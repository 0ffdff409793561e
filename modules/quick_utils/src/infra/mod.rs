//! Infrastructure layer - file and database I/O

pub mod json_file;
pub mod storage;

pub use json_file::{load_json_file, load_json_file_as, JsonFileError};
pub use storage::{CassandraConnect, CassandraError, MysqlConnect, MysqlError};
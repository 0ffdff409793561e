//! Contract error types for the generators and validators
//!
//! These errors carry no driver types; database and file errors live next to
//! their infra implementations.

/// Errors raised by the pure helpers of this crate
#[derive(Debug, Clone, PartialEq, Eq)]
pub enum UtilsError {
    /// `generate_mac_oui` was given no vendor prefixes to choose from
    EmptyOuiList,
    /// Vendor prefix is not three colon-separated hex pairs
    InvalidOui {
        /// The rejected prefix
        oui: String,
    },
    /// Consistency level name is not part of the known enumeration
    InvalidConsistencyLevel {
        /// The rejected name
        name: String,
    },
}

impl std::fmt::Display for UtilsError {
    fn fmt(&self, f: &mut std::fmt::Formatter<'_>) -> std::fmt::Result {
        match self {
            Self::EmptyOuiList => {
                write!(f, "OUI list is empty")
            }
            Self::InvalidOui { oui } => {
                write!(f, "Invalid OUI '{}': expected three colon-separated hex pairs", oui)
            }
            Self::InvalidConsistencyLevel { name } => {
                write!(f, "Invalid consistency level: {}", name)
            }
        }
    }
}

impl std::error::Error for UtilsError {}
------
== Work order ==
Copy each line of the records that contains the word "separated".

== Reply ==
    /// Vendor prefix is not three colon-separated hex pairs
                write!(f, "Invalid OUI '{}': expected three colon-separated hex pairs", oui)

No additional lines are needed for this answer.